When handed directly to team members and incorporated into new hire onboarding, these playbooks became powerful symbols of our investment in a unified experience. The message was that consistency and quality were now a shared language across Ally. No matter which product or feature someone worked on, they had a common reference for what a great Ally experience looks like. This framework became the blueprint to keep our design decisions aligned long after the exhibit came down.

Artist's rendering of the One Ally Design Strategy Playbook opened to a page describing the conversion benefits of optimizing load time.

Accountability

Shared Responsibility and Ongoing Audits

Having a plan is one thing; executing it over time is another. From the start, I wanted to ensure our new standards and fixes would stick. To keep teams accountable, we scheduled a follow-up Design Readiness Audit to take place 18 months later. This was essentially a structured check-in on how well each product had aligned with our One Ally standards. Staying true to our collaborative approach, the audit was not a top-down inspection – instead, each product team was given a rubric to score their own user experiences against the playbook’s criteria.

The follow-up audit served two important purposes:

1. It measured progress: we could celebrate areas where the customer experience had significantly improved and flag places where inconsistencies still lingered.

2. It reinforced consistency as an ongoing commitment, not a one-time project.
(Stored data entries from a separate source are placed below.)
// src/tracker.rs
/// Session state machine: the single consumer of fixes and timer ticks

use crate::{
    aggregate::{RecordMeta, SessionAggregate, SessionRecord},
    error::Result,
    filter::{self, FixOutcome},
    gps::{data::LocationFix, provider::FixSubscription},
    persist::{SaveOutcome, SessionSink},
    session::{SessionContext, SessionState, TrackingSnapshot},
};
use std::sync::{
    atomic::{AtomicBool, Ordering},
    Arc, RwLock,
};
use std::time::Duration;
use tokio::sync::mpsc;
use tokio::time::{interval, MissedTickBehavior};

/// User intents fed into the state machine.
#[derive(Debug, Clone, Copy, PartialEq, Eq)]
pub enum SessionCommand {
    Pause,
    Resume,
    Finish,
    CancelFinish,
    ConfirmSave,
    Discard,
    Shutdown,
}

/// What a command asks the event loop to do next.
#[derive(Debug, Clone, Copy, PartialEq, Eq)]
enum CommandEffect {
    None,
    StartSave,
    Teardown,
}

/// Exclusive owner of the session context.
///
/// All mutation happens through the handlers below, driven one event at a
/// time by `run()`: location fixes, one-second ticks and user commands are
/// merged into a single ordered stream, so no two events ever race on the
/// context. The presentation layer only sees the published snapshot.
pub struct SessionTracker<S: SessionSink> {
    ctx: SessionContext,
    sink: Arc<S>,
    meta: RecordMeta,
    snapshot: Arc<RwLock<TrackingSnapshot>>,
    cancelled: Arc<AtomicBool>,
    /// Bumped on every context reset; stale completions compare against it.
    epoch: u64,
}

impl<S: SessionSink> SessionTracker<S> {
    pub fn new(sink: Arc<S>, meta: RecordMeta) -> Self {
        let ctx = SessionContext::fresh();
        let snapshot = Arc::new(RwLock::new(ctx.snapshot()));
        Self {
            ctx,
            sink,
            meta,
            snapshot,
            cancelled: Arc::new(AtomicBool::new(false)),
            epoch: 0,
        }
    }

    /// Shared read-only view for the presentation layer.
    pub fn shared_snapshot(&self) -> Arc<RwLock<TrackingSnapshot>> {
        Arc::clone(&self.snapshot)
    }

    /// Marker checked by every handler; set on teardown so late callbacks
    /// become no-ops.
    pub fn cancel_flag(&self) -> Arc<AtomicBool> {
        Arc::clone(&self.cancelled)
    }

    pub fn state(&self) -> SessionState {
        self.ctx.state
    }

    /// Replace the whole context for a fresh tracking attempt. Nothing is
    /// carried over from the previous run.
    pub fn reset(&mut self) {
        self.ctx = SessionContext::fresh();
        self.epoch += 1;
        self.publish();
    }

    fn publish(&self) {
        *self.snapshot.write().unwrap() = self.ctx.snapshot();
    }

    fn handle_fix(&mut self, fix: LocationFix) {
        if self.cancelled.load(Ordering::Relaxed) {
            return;
        }
        // Fixes keep arriving while paused or confirming; they must not
        // touch the accumulators or the stabilization state.
        if self.ctx.state != SessionState::Tracking {
            return;
        }

        let outcome = filter::apply_fix(&mut self.ctx, &fix);
        if outcome != FixOutcome::Rejected {
            self.ctx.last_display_speed_kmh = filter::display_speed_kmh(&fix);
        }
        self.publish();
    }

    fn handle_tick(&mut self) {
        if self.cancelled.load(Ordering::Relaxed) {
            return;
        }
        // The timer itself refuses to advance unless the session is
        // actively tracking.
        self.ctx.timer.tick();
        self.publish();
    }

    fn handle_command(&mut self, cmd: SessionCommand) -> CommandEffect {
        use SessionCommand::*;
        use SessionState::*;

        let effect = match (cmd, self.ctx.state) {
            (Pause, Tracking) => {
                self.ctx.timer.pause();
                self.ctx.state = Paused;
                CommandEffect::None
            }
            (Resume, Paused) => {
                self.ctx.timer.resume();
                self.ctx.state = Tracking;
                CommandEffect::None
            }
            (Finish, Tracking) => {
                self.ctx.timer.pause();
                self.ctx.paused_before_confirm = false;
                self.ctx.state = Confirming;
                CommandEffect::None
            }
            (Finish, Paused) => {
                self.ctx.paused_before_confirm = true;
                self.ctx.state = Confirming;
                CommandEffect::None
            }
            (CancelFinish, Confirming) => {
                if self.ctx.paused_before_confirm {
                    self.ctx.state = Paused;
                } else {
                    self.ctx.timer.resume();
                    self.ctx.state = Tracking;
                }
                CommandEffect::None
            }
            (ConfirmSave, Confirming) => {
                self.ctx.state = Saving;
                CommandEffect::StartSave
            }
            // Manual retry after a failed save; never automatic.
            (ConfirmSave, Error) => {
                self.ctx.state = Saving;
                CommandEffect::StartSave
            }
            (ConfirmSave, Saving) => {
                // Single-flight: a duplicate save request is a no-op.
                tracing::debug!("save already in flight, ignoring");
                CommandEffect::None
            }
            (Discard, Confirming) => {
                self.ctx.state = Discarded;
                CommandEffect::None
            }
            (Shutdown, _) => CommandEffect::Teardown,
            (cmd, state) => {
                tracing::debug!("command {:?} ignored in state {}", cmd, state);
                CommandEffect::None
            }
        };

        self.publish();
        effect
    }

    /// Build the aggregate from the frozen context and run the one
    /// persistence call. Invoked only on the transition into Saving.
    async fn save_session(&mut self) {
        let aggregate = SessionAggregate::from_context(&self.ctx);
        let record = SessionRecord::build(aggregate, &self.meta, self.ctx.started_at);

        let epoch = self.epoch;
        let result = self.sink.save(&record).await;
        self.finish_save(result, epoch);
    }

    fn finish_save(&mut self, result: Result<SaveOutcome>, epoch: u64) {
        // A completion from a torn-down or reset session must not mutate
        // the context that replaced it.
        if epoch != self.epoch
            || self.cancelled.load(Ordering::Relaxed)
            || self.ctx.state != SessionState::Saving
        {
            tracing::debug!("dropping stale save completion");
            return;
        }

        match result {
            Ok(outcome) if outcome.success => {
                tracing::info!(
                    "session saved{}",
                    outcome
                        .session_id
                        .as_deref()
                        .map(|id| format!(" as {}", id))
                        .unwrap_or_default()
                );
                self.ctx.state = SessionState::Success;
            }
            Ok(_) => {
                tracing::error!("persistence service reported failure");
                self.ctx.state = SessionState::Error;
            }
            Err(e) => {
                tracing::error!("save failed: {}", e);
                self.ctx.state = SessionState::Error;
            }
        }
        self.publish();
    }

    /// Drive the session to completion.
    ///
    /// Returns the final state. The subscription and the tick interval are
    /// released on every terminal transition and on teardown; in the Error
    /// state the loop stays alive so the user can retry or shut down.
    pub async fn run(
        mut self,
        mut fixes: FixSubscription,
        mut commands: mpsc::Receiver<SessionCommand>,
    ) -> SessionState {
        let mut ticker = interval(Duration::from_secs(1));
        ticker.set_missed_tick_behavior(MissedTickBehavior::Skip);
        // The first interval tick fires immediately; swallow it so the
        // elapsed counter starts at zero.
        ticker.tick().await;

        let mut fixes_open = true;

        loop {
            let effect = tokio::select! {
                _ = ticker.tick(), if !self.ctx.state.is_terminal() => {
                    self.handle_tick();
                    CommandEffect::None
                }
                maybe_fix = fixes.recv(), if fixes_open => {
                    match maybe_fix {
                        Some(fix) => self.handle_fix(fix),
                        None => {
                            fixes_open = false;
                            tracing::warn!("location stream ended");
                        }
                    }
                    CommandEffect::None
                }
                maybe_cmd = commands.recv() => {
                    match maybe_cmd {
                        Some(cmd) => self.handle_command(cmd),
                        // The owning side went away: tear down.
                        None => CommandEffect::Teardown,
                    }
                }
            };

            match effect {
                CommandEffect::None => {}
                CommandEffect::StartSave => {
                    // No further fixes are accepted once saving starts.
                    fixes.unsubscribe();
                    self.save_session().await;
                }
                CommandEffect::Teardown => {
                    self.cancelled.store(true, Ordering::Relaxed);
                    fixes.unsubscribe();
                    break;
                }
            }

            match self.ctx.state {
                SessionState::Success | SessionState::Discarded => {
                    self.cancelled.store(true, Ordering::Relaxed);
                    fixes.unsubscribe();
                    break;
                }
                SessionState::Error => {
                    // Stay alive for a manual retry; the subscription is
                    // already gone.
                    fixes.unsubscribe();
                }
                _ => {}
            }
        }

        self.publish();
        tracing::info!("session ended in state {}", self.ctx.state);
        self.ctx.state
    }
}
Knowing that an audit was coming kept everyone focused on maintaining the standards in their day-to-day work, not just fixing things in a one-off burst. 

By making every team explicitly responsible for upholding the shared design principles, we baked lasting accountability into the culture. Even after the fanfare of the initial initiative faded, this regular audit cycle would help maintain momentum and keep the quality bar high across all our digital products.

Legacy

Lasting Impact and a Unified Future

The technology unification behind “One Ally” would ultimately span several years, but our early focus on design ensured we didn’t have to wait to see benefits for customers. By tackling design cohesion first, we gave teams practical guidance they could use immediately, even on legacy platforms. In effect, this initiative bridged the gap between a fragmented past and the seamless future we envisioned. By the time the new unified systems rolled out, a lot of the customer-facing polish was already in place – we weren’t starting from scratch, because the experience vision had been clearly defined and partly implemented ahead of the backend overhaul.

More important than any single UI fix was the shift in mindset that came out of this effort. We fundamentally changed the conversation about design at Ally. Through this initiative, we changed the conversation about design at Ally from a service function that delivered outputs to a more strategic and collaborative discipline that helped shape outcomes. Design earned a seat at the table as a strategic, cross-functional partner, as leaders saw first-hand how customer experience consistency could reduce confusion, build trust, and drive value.

What began as a wall of screens became a mirror—and then, a map.  The framework that emerged, and the collaborative spirit that defined it, would shape product design at Ally for years to come.